Small quantities of spirits were also seized as liable to forfeiture. Also, a lorry operated by the claimant in the course of its business containing a full load of alcoholic goods was seized as being liable to forfeiture. On 28 July 2011, the first in a series of Seizure Notices (the notices) were issued in respect of the detained stock. Within the notices the stated reasons for seizure was as follows in each case: 'pursuant to section 139(6) of the Customs and Excise Management Act 1979 and paragraph 1 of the schedule 3 thereto the [revenue] give you notice that... certain goods have been seized as liable to forfeiture under sections 49 and 100(2)(c) and (e) of the Customs and Excise Management Act 1979 and section 49(3) of the Alcoholic Liquor Duties Act 1979 in that no evidence of UK duty payment has been provided'. The claimant sought judicial review of the notices.
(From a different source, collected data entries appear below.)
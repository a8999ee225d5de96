//! Ignition 2.x wire format. Names and sources are plain strings where an empty string means
//! unset, files name the filesystem they're written to, and remote configs are listed under
//! `ignition.config.append`.

use super::Schema;
use crate::document::Document;
use crate::model::{
    FetchDirective, HttpHeader as HeaderModel, ManagedFile, MergeStrategy, ServiceUnit,
    TrustAnchor, UnitDropin, User,
};
use ignition_generation::Generation;
use serde::{Deserialize, Serialize};
use std::marker::PhantomData;

// All files are written to the root filesystem.
const ROOT_FILESYSTEM: &str = "root";

/// The Ignition 2.x schema, rendered as version 2.4.0.
#[derive(Debug, Clone, Copy, PartialEq, Eq, Default)]
pub struct V2;

impl Schema for V2 {
    const GENERATION: Generation = Generation::V2;
    const MAX_VERSION: &'static str = "2.4.0";
    type Config = Config;

    fn encode(document: &Document<Self>) -> Config {
        let mut config = IgnitionConfig::default();
        for directive in document.fetch_directives() {
            let reference = encode_reference(directive);
            match directive.strategy() {
                MergeStrategy::Merge => config.append.push(reference),
                MergeStrategy::Replace => config.replace = Some(reference),
            }
        }

        Config {
            ignition: Ignition {
                version: document.version().to_string(),
                config,
                security: encode_security(document.trust_anchors()),
            },
            passwd: Passwd {
                users: document.users().iter().map(encode_user).collect(),
            },
            storage: Storage {
                files: document.files().iter().map(encode_file).collect(),
            },
            systemd: Systemd {
                units: document.units().iter().map(encode_unit).collect(),
            },
        }
    }

    fn decode(config: Config) -> Document<Self> {
        let Config {
            ignition,
            passwd,
            storage,
            systemd,
        } = config;

        let mut fetch_directives: Vec<FetchDirective> = ignition
            .config
            .append
            .into_iter()
            .map(|reference| decode_reference(reference, MergeStrategy::Merge))
            .collect();
        if let Some(reference) = ignition.config.replace {
            fetch_directives.push(decode_reference(reference, MergeStrategy::Replace));
        }

        Document {
            version: ignition.version,
            files: storage.files.into_iter().map(decode_file).collect(),
            users: passwd.users.into_iter().map(decode_user).collect(),
            units: systemd.units.into_iter().map(decode_unit).collect(),
            trust_anchors: ignition
                .security
                .tls
                .certificate_authorities
                .into_iter()
                .map(|ca| TrustAnchor::new(ca.source))
                .collect(),
            fetch_directives,
            schema: PhantomData,
        }
    }
}

fn non_empty(value: String) -> Option<String> {
    Some(value).filter(|value| !value.is_empty())
}

fn encode_file(file: &ManagedFile) -> File {
    File {
        filesystem: ROOT_FILESYSTEM.to_string(),
        path: file.path().to_string(),
        user: file.user().map(|name| NodeUser {
            name: name.to_string(),
        }),
        contents: FileContents {
            source: file.contents().unwrap_or_default().to_string(),
        },
        mode: file.mode(),
    }
}

fn decode_file(file: File) -> ManagedFile {
    ManagedFile {
        path: file.path,
        user: file.user.and_then(|user| non_empty(user.name)),
        mode: file.mode,
        contents: non_empty(file.contents.source),
    }
}

fn encode_user(user: &User) -> PasswdUser {
    PasswdUser {
        name: user.name().to_string(),
        ssh_authorized_keys: user.ssh_authorized_keys().to_vec(),
    }
}

fn decode_user(user: PasswdUser) -> User {
    User {
        name: user.name,
        ssh_authorized_keys: user.ssh_authorized_keys,
    }
}

fn encode_unit(unit: &ServiceUnit) -> Unit {
    Unit {
        name: unit.name().to_string(),
        contents: unit.contents().unwrap_or_default().to_string(),
        enabled: unit.enabled(),
        dropins: unit
            .dropins()
            .iter()
            .map(|dropin| SystemdDropin {
                name: dropin.name().to_string(),
                contents: dropin.contents().unwrap_or_default().to_string(),
            })
            .collect(),
    }
}

fn decode_unit(unit: Unit) -> ServiceUnit {
    ServiceUnit {
        name: unit.name,
        contents: non_empty(unit.contents),
        enabled: unit.enabled,
        dropins: unit
            .dropins
            .into_iter()
            .map(|dropin| UnitDropin {
                name: dropin.name,
                contents: non_empty(dropin.contents),
            })
            .collect(),
    }
}

fn encode_security(anchors: &[TrustAnchor]) -> Security {
    Security {
        tls: Tls {
            certificate_authorities: anchors
                .iter()
                .map(|anchor| CaReference {
                    source: anchor.source().to_string(),
                })
                .collect(),
        },
    }
}

fn encode_reference(directive: &FetchDirective) -> ConfigReference {
    ConfigReference {
        source: directive.source().to_string(),
        http_headers: directive
            .http_headers()
            .iter()
            .map(|header| HttpHeader {
                name: header.name().to_string(),
                value: header.value().unwrap_or_default().to_string(),
            })
            .collect(),
    }
}

fn decode_reference(reference: ConfigReference, strategy: MergeStrategy) -> FetchDirective {
    FetchDirective {
        source: reference.source,
        http_headers: reference
            .http_headers
            .into_iter()
            .map(|header| HeaderModel {
                name: header.name,
                value: Some(header.value),
            })
            .collect(),
        strategy,
    }
}

// =^..^=   =^..^=   =^..^=   =^..^=   =^..^=   =^..^=   =^..^=   =^..^=   =^..^=   =^..^=

#[derive(Debug, Default, Clone, PartialEq, Eq, Serialize, Deserialize)]
#[serde(default)]
pub struct Config {
    pub ignition: Ignition,
    #[serde(skip_serializing_if = "Passwd::is_empty")]
    pub passwd: Passwd,
    #[serde(skip_serializing_if = "Storage::is_empty")]
    pub storage: Storage,
    #[serde(skip_serializing_if = "Systemd::is_empty")]
    pub systemd: Systemd,
}

#[derive(Debug, Default, Clone, PartialEq, Eq, Serialize, Deserialize)]
#[serde(default)]
pub struct Ignition {
    pub version: String,
    #[serde(skip_serializing_if = "IgnitionConfig::is_empty")]
    pub config: IgnitionConfig,
    #[serde(skip_serializing_if = "Security::is_empty")]
    pub security: Security,
}

#[derive(Debug, Default, Clone, PartialEq, Eq, Serialize, Deserialize)]
#[serde(default)]
pub struct IgnitionConfig {
    #[serde(skip_serializing_if = "Vec::is_empty")]
    pub append: Vec<ConfigReference>,
    #[serde(skip_serializing_if = "Option::is_none")]
    pub replace: Option<ConfigReference>,
}

impl IgnitionConfig {
    fn is_empty(&self) -> bool {
        self.append.is_empty() && self.replace.is_none()
    }
}

#[derive(Debug, Default, Clone, PartialEq, Eq, Serialize, Deserialize)]
#[serde(default, rename_all = "camelCase")]
pub struct ConfigReference {
    pub source: String,
    #[serde(skip_serializing_if = "Vec::is_empty")]
    pub http_headers: Vec<HttpHeader>,
}

#[derive(Debug, Default, Clone, PartialEq, Eq, Serialize, Deserialize)]
#[serde(default)]
pub struct HttpHeader {
    pub name: String,
    pub value: String,
}

#[derive(Debug, Default, Clone, PartialEq, Eq, Serialize, Deserialize)]
#[serde(default)]
pub struct Security {
    #[serde(skip_serializing_if = "Tls::is_empty")]
    pub tls: Tls,
}

impl Security {
    fn is_empty(&self) -> bool {
        self.tls.is_empty()
    }
}

#[derive(Debug, Default, Clone, PartialEq, Eq, Serialize, Deserialize)]
#[serde(default, rename_all = "camelCase")]
pub struct Tls {
    #[serde(skip_serializing_if = "Vec::is_empty")]
    pub certificate_authorities: Vec<CaReference>,
}

impl Tls {
    fn is_empty(&self) -> bool {
        self.certificate_authorities.is_empty()
    }
}

#[derive(Debug, Default, Clone, PartialEq, Eq, Serialize, Deserialize)]
#[serde(default)]
pub struct CaReference {
    pub source: String,
}

#[derive(Debug, Default, Clone, PartialEq, Eq, Serialize, Deserialize)]
#[serde(default)]
pub struct Passwd {
    #[serde(skip_serializing_if = "Vec::is_empty")]
    pub users: Vec<PasswdUser>,
}

impl Passwd {
    fn is_empty(&self) -> bool {
        self.users.is_empty()
    }
}

#[derive(Debug, Default, Clone, PartialEq, Eq, Serialize, Deserialize)]
#[serde(default, rename_all = "camelCase")]
pub struct PasswdUser {
    pub name: String,
    #[serde(skip_serializing_if = "Vec::is_empty")]
    pub ssh_authorized_keys: Vec<String>,
}

#[derive(Debug, Default, Clone, PartialEq, Eq, Serialize, Deserialize)]
#[serde(default)]
pub struct Storage {
    #[serde(skip_serializing_if = "Vec::is_empty")]
    pub files: Vec<File>,
}

impl Storage {
    fn is_empty(&self) -> bool {
        self.files.is_empty()
    }
}

#[derive(Debug, Default, Clone, PartialEq, Eq, Serialize, Deserialize)]
#[serde(default)]
pub struct File {
    pub filesystem: String,
    pub path: String,
    #[serde(skip_serializing_if = "Option::is_none")]
    pub user: Option<NodeUser>,
    pub contents: FileContents,
    #[serde(skip_serializing_if = "Option::is_none")]
    pub mode: Option<u32>,
}

#[derive(Debug, Default, Clone, PartialEq, Eq, Serialize, Deserialize)]
#[serde(default)]
pub struct NodeUser {
    #[serde(skip_serializing_if = "String::is_empty")]
    pub name: String,
}

#[derive(Debug, Default, Clone, PartialEq, Eq, Serialize, Deserialize)]
#[serde(default)]
pub struct FileContents {
    #[serde(skip_serializing_if = "String::is_empty")]
    pub source: String,
}

#[derive(Debug, Default, Clone, PartialEq, Eq, Serialize, Deserialize)]
#[serde(default)]
pub struct Systemd {
    #[serde(skip_serializing_if = "Vec::is_empty")]
    pub units: Vec<Unit>,
}

impl Systemd {
    fn is_empty(&self) -> bool {
        self.units.is_empty()
    }
}

#[derive(Debug, Default, Clone, PartialEq, Eq, Serialize, Deserialize)]
#[serde(default)]
pub struct Unit {
    pub name: String,
    #[serde(skip_serializing_if = "String::is_empty")]
    pub contents: String,
    #[serde(skip_serializing_if = "Option::is_none")]
    pub enabled: Option<bool>,
    #[serde(skip_serializing_if = "Vec::is_empty")]
    pub dropins: Vec<SystemdDropin>,
}

#[derive(Debug, Default, Clone, PartialEq, Eq, Serialize, Deserialize)]
#[serde(default)]
pub struct SystemdDropin {
    pub name: String,
    #[serde(skip_serializing_if = "String::is_empty")]
    pub contents: String,
}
The claimant submitted, relying on the case of Eastenders Cash & Carry plc v HMRC  All ER (D) 126 (Aug), that the notice of seizure was defective in law as the ground given by the revenue was not in law a relevant one under the governing legislation, namely schedule 3 paragraph 1(1) of the 1979 act. Under the governing legislation there were a multitude of factual situation giving rise to goods being liable to forfeiture none of which were mentioned in the notices. The defendant submitted, inter alia, that the issue was to be approached with realism and it had been clear, given the factual context, why the goods were being seized (non-payment of duty). The application would be dismissed.
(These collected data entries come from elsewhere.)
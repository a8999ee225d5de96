// Both generations must give the same meaning to the same operations, however differently they
// lay it out on the wire.

use ignition_config::dataurl;
use ignition_config::file::{file_from_bytes, file_from_string};
use ignition_config::model::MergeStrategy;
use ignition_config::systemd::Dropin;
use ignition_config::{Document, Schema, ADMIN_USER, V2, V3};
use serde_json::Value;

static TEST_PEM: &str = include_str!("data/test-pem");

fn assembled<S: Schema>() -> Document<S> {
    let mut document =
        Document::<S>::shim(TEST_PEM, "c1", "https://swift.example/bootstrap.ign", "tok").unwrap();
    document.add_ssh_keys(["ssh-ed25519 AAAA", "ssh-rsa BBBB"]);
    document.add_systemd_unit("bootkube.service", "[Unit]\nDescription=Bootstrap\n", true);
    document.add_systemd_dropins(
        "kubelet.service",
        &[Dropin::new("10-mco-default-env.conf", "[Service]\n")],
        false,
    );
    document.merge_files(vec![
        file_from_string("/etc/motd", "core", 0o644, "welcome"),
        file_from_bytes("/usr/local/bin/tool", "root", 0o755, &[0x7f, b'E', b'L', b'F']),
        file_from_string("/etc/motd", "root", 0o600, "replaced"),
    ]);
    document
}

fn rendered<S: Schema>(document: &Document<S>) -> Document<S> {
    Document::<S>::from_json(document.to_json().unwrap().as_bytes()).unwrap()
}

// A generation-independent view of a document's content.
#[derive(Debug, PartialEq)]
struct Summary {
    files: Vec<(String, Option<String>, Option<u32>, Vec<u8>)>,
    users: Vec<(String, Vec<String>)>,
    units: Vec<(String, Option<String>, Option<bool>, Vec<String>)>,
    anchors: Vec<String>,
    directives: Vec<(String, MergeStrategy, Vec<(String, Option<String>)>)>,
}

fn summarize<S: Schema>(document: &Document<S>) -> Summary {
    Summary {
        files: document
            .files()
            .iter()
            .map(|file| {
                (
                    file.path().to_string(),
                    file.user().map(str::to_string),
                    file.mode(),
                    dataurl::decode(file.contents().unwrap()).unwrap().data,
                )
            })
            .collect(),
        users: document
            .users()
            .iter()
            .map(|user| (user.name().to_string(), user.ssh_authorized_keys().to_vec()))
            .collect(),
        units: document
            .units()
            .iter()
            .map(|unit| {
                (
                    unit.name().to_string(),
                    unit.contents().map(str::to_string),
                    unit.enabled(),
                    unit.dropins().iter().map(|d| d.name().to_string()).collect(),
                )
            })
            .collect(),
        anchors: document
            .trust_anchors()
            .iter()
            .map(|anchor| anchor.source().to_string())
            .collect(),
        directives: document
            .fetch_directives()
            .iter()
            .map(|directive| {
                (
                    directive.source().to_string(),
                    directive.strategy(),
                    directive
                        .http_headers()
                        .iter()
                        .map(|h| (h.name().to_string(), h.value().map(str::to_string)))
                        .collect(),
                )
            })
            .collect(),
    }
}

#[test]
fn same_semantics() {
    let v2 = assembled::<V2>();
    let v3 = assembled::<V3>();
    assert_eq!(summarize(&v2), summarize(&v3));

    let summary = summarize(&v2);
    assert_eq!(summary.files.len(), 4);
    assert_eq!(summary.files[2].0, "/etc/motd");
    assert_eq!(summary.files[2].3, b"replaced");
    assert_eq!(summary.users[0].0, ADMIN_USER);
    assert_eq!(summary.anchors.len(), 2);
}

#[test]
fn wire_round_trip_preserves_semantics() {
    let v2 = assembled::<V2>();
    let v3 = assembled::<V3>();
    assert_eq!(rendered(&v2), v2);
    assert_eq!(rendered(&v3), v3);
    assert_eq!(summarize(&rendered(&v2)), summarize(&rendered(&v3)));
}

#[test]
fn wire_layout_differs() {
    let v2: Value = serde_json::from_str(&assembled::<V2>().to_json().unwrap()).unwrap();
    let v3: Value = serde_json::from_str(&assembled::<V3>().to_json().unwrap()).unwrap();

    assert_eq!(v2["ignition"]["version"], "2.4.0");
    assert_eq!(v3["ignition"]["version"], "3.1.0");

    assert!(v2["ignition"]["config"]["append"].is_array());
    assert!(v2["ignition"]["config"].get("merge").is_none());
    assert!(v3["ignition"]["config"]["merge"].is_array());
    assert!(v3["ignition"]["config"].get("append").is_none());

    assert_eq!(v2["storage"]["files"][0]["filesystem"], "root");
    assert!(v3["storage"]["files"][0].get("filesystem").is_none());

    assert_eq!(
        v2["ignition"]["config"]["append"][0]["httpHeaders"],
        v3["ignition"]["config"]["merge"][0]["httpHeaders"]
    );
}

#[test]
fn same_size_verdict() {
    use ignition_config::size::MAX_USER_DATA_SIZE;

    assert!(assembled::<V2>().to_bounded_json(MAX_USER_DATA_SIZE).is_ok());
    assert!(assembled::<V3>().to_bounded_json(MAX_USER_DATA_SIZE).is_ok());

    let mut v2 = assembled::<V2>();
    let mut v3 = assembled::<V3>();
    let big = vec![0u8; 50000];
    v2.merge_file(file_from_bytes("/opt/blob", "root", 0o644, &big));
    v3.merge_file(file_from_bytes("/opt/blob", "root", 0o644, &big));
    assert!(v2.to_bounded_json(MAX_USER_DATA_SIZE).is_err());
    assert!(v3.to_bounded_json(MAX_USER_DATA_SIZE).is_err());
}

#[test]
fn pointer_strategy() {
    let v2 = Document::<V2>::pointer("https://api-int.example:22623/config/master", b"ca");
    let v3 = Document::<V3>::pointer("https://api-int.example:22623/config/master", b"ca");
    assert_eq!(summarize(&v2), summarize(&v3));
    assert_eq!(v2.fetch_directives()[0].strategy(), MergeStrategy::Merge);
}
Paragraph 1 of schedule 1 of the 1979 act was a straightforward provision and was not to be construed as requiring a notice to be set out to a prescriptive formula or in a manner of a pleading. The case had to be looked at in substance and not technically. It was clear to the recipient of the notices that the goods had been seized because of the alleged absence of duty payment. The references to specific statutory powers providing for forfeiture for non-payment of duty when taken with the phrase 'no evidence of UK duty has been provided' was a perfectly acceptable statement of grounds for seizure.
Eastenders Cash & Carry plc v Revenue and Customs Comrs  All ER (D) 126 (Aug) applied.
Marc Glover (instructed by Rainer Hughes) for the claimant; James Puzey (instructed by the Revenue and Customs Commissioners) for the Revenue.